In a sign the rally in equity markets was broadening, stocks in Europe have outperformed Wall Street this week.

“Just as the winners of the last two months were running out of steam, along come the laggards to the party,” said Deutsche Bank strategist Jim Reid, noting that many expect the European Central Bank to announce an expansion of its stimulus programme on Thursday.

The yield on the 10-year US Treasury rose above 0.72 per cent and the dollar weakened to its lowest level in almost three months as investors embraced riskier assets. The dollar index, which measures the currency against a basket of its global peers, fell for a seventh straight session.

“The FX moves we are witnessing may be more than just a short squeeze and the start of a broader trend away from the dollar,” foreign exchange analysts at ING said.

Survey data released on Wednesday showed that business activity in Europe had begun to recover as lockdowns loosened, although German unemployment has risen to a four-year high in a sign of the significant economic damage caused by the pandemic.

Oil prices gave up earlier gains that had seen Brent climb back above $40 for the first time in almost three months. Brent, the international benchmark, fell 0.7 per cent to $39.25 a barrel. US marker West Texas Intermediate slipped 0.1 per cent to $36.80.
A planned Opec+ meeting on Thursday was in doubt after a dispute erupted over producers’ compliance with an agreement to curb production.

Equity markets in the Asia-Pacific region rose, with South Korea’s Kospi adding nearly 3 per cent after Seoul unveiled an additional $29bn stimulus programme to help support the economy.

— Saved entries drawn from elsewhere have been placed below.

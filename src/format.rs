//! Text formatting shared by the TUI and the plain CLI output

use crate::types::{ChartRow, InsightsDiagnostics, InsightsReport};

/// Shown in place of the charts when the filter matches nothing
pub const EMPTY_MESSAGE: &str = "No data for this filter.";

/// Longest category name shown before truncation
const MAX_NAME_WIDTH: usize = 18;

/// Format a number with thousand separators (e.g., 1234567 -> "1,234,567")
pub fn format_number(n: u64) -> String {
    let s = n.to_string();
    let len = s.len();
    let mut result = String::with_capacity(len + len / 3);

    // Digits are ASCII, so byte indexing is safe
    for (i, ch) in s.bytes().enumerate() {
        if i > 0 && (len - i).is_multiple_of(3) {
            result.push(',');
        }
        result.push(ch as char);
    }

    result
}

/// Format a dollar amount (e.g., 1234.5 -> "$1,234.50")
pub fn format_currency(amount: f64) -> String {
    let cents = (amount.max(0.0) * 100.0).round() as u64;
    format!("${}.{:02}", format_number(cents / 100), cents % 100)
}

/// Format a bar proportional to `value / max`
/// Example: value=50, max=100, width=8 → "████░░░░"
pub fn format_bar(value: f64, max: f64, width: usize) -> String {
    if max <= 0.0 || width == 0 {
        return "░".repeat(width);
    }
    let filled = ((value / max) * width as f64).round() as usize;
    let filled = filled.min(width);
    format!("{}{}", "█".repeat(filled), "░".repeat(width - filled))
}

/// Truncate a name to `width` characters (UTF-8 safe)
pub fn truncate_name(name: &str, width: usize) -> String {
    if name.chars().count() > width && width > 0 {
        format!("{}…", name.chars().take(width - 1).collect::<String>())
    } else {
        name.to_string()
    }
}

/// One-line note about records the aggregator skipped or could not match
pub fn diagnostics_summary(diagnostics: &InsightsDiagnostics) -> Option<String> {
    let mut parts = Vec::new();
    if diagnostics.malformed_dates > 0 {
        parts.push(plural(diagnostics.malformed_dates, "malformed date", "malformed dates"));
    }
    if diagnostics.invalid_prices > 0 {
        parts.push(plural(diagnostics.invalid_prices, "invalid price", "invalid prices"));
    }
    if diagnostics.unmatched_services > 0 {
        parts.push(format!(
            "{} counted as Uncategorized",
            plural(diagnostics.unmatched_services, "unmatched service", "unmatched services")
        ));
    }
    if diagnostics.shadowed_services > 0 {
        parts.push(plural(
            diagnostics.shadowed_services,
            "duplicate service name",
            "duplicate service names",
        ));
    }

    if parts.is_empty() {
        None
    } else {
        Some(parts.join(", "))
    }
}

fn plural(n: u64, one: &str, many: &str) -> String {
    format!("{} {}", n, if n == 1 { one } else { many })
}

/// The two charts of the insights view
#[derive(Debug, Clone, Copy, PartialEq, Eq)]
pub enum ChartMetric {
    Count,
    Revenue,
}

impl ChartMetric {
    pub fn title(self) -> &'static str {
        match self {
            Self::Count => "Service Popularity by Count",
            Self::Revenue => "Service Revenue Distribution",
        }
    }

    pub fn value(self, row: &ChartRow) -> f64 {
        match self {
            Self::Count => row.count as f64,
            Self::Revenue => row.revenue,
        }
    }

    /// Value label; revenue also shows its share of the total
    pub fn label(self, row: &ChartRow, report: &InsightsReport) -> String {
        match self {
            Self::Count => format_number(row.count),
            Self::Revenue => {
                let total = report.total_revenue();
                let share = if total > 0.0 {
                    row.revenue / total * 100.0
                } else {
                    0.0
                };
                format!("{} ({:.0}%)", format_currency(row.revenue), share)
            }
        }
    }

    /// Largest value across the report's rows
    pub fn max(self, report: &InsightsReport) -> f64 {
        report
            .rows
            .iter()
            .map(|row| self.value(row))
            .fold(0.0, f64::max)
    }
}

/// Plain-text chart lines: name, bar, value label
pub fn chart_text(report: &InsightsReport, metric: ChartMetric, bar_width: usize) -> Vec<String> {
    let name_width = name_width(report);
    let max = metric.max(report);
    report
        .rows
        .iter()
        .map(|row| {
            format!(
                "{:<name_width$}  {}  {}",
                truncate_name(&row.name, name_width),
                format_bar(metric.value(row), max, bar_width),
                metric.label(row, report),
            )
        })
        .collect()
}

/// Column width for category names in a chart
pub fn name_width(report: &InsightsReport) -> usize {
    report
        .rows
        .iter()
        .map(|row| row.name.chars().count())
        .max()
        .unwrap_or(0)
        .min(MAX_NAME_WIDTH)
}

“Markets are in full liquidity-on mode” as investors look through headwinds including geopolitical friction such as over the future of Hong Kong, strategists at HSBC said in a note.

“Instead, newsflow around new stimulus packages and possible vaccine breakthroughs are greeted jubilantly. This might continue in the short term, but is hardly sustainable,” they added.

Elsewhere in Asia, China’s CSI 300 index of Shanghai- and Shenzhen-listed stocks was broadly flat after the Caixin purchasing managers’ index showed that Chinese services sector activity rose for the first time in four months in May. New orders jumped at the fastest pace in a decade, indicating a robust recovery in certain parts of the world’s second-largest economy following its Covid-19 outbreak.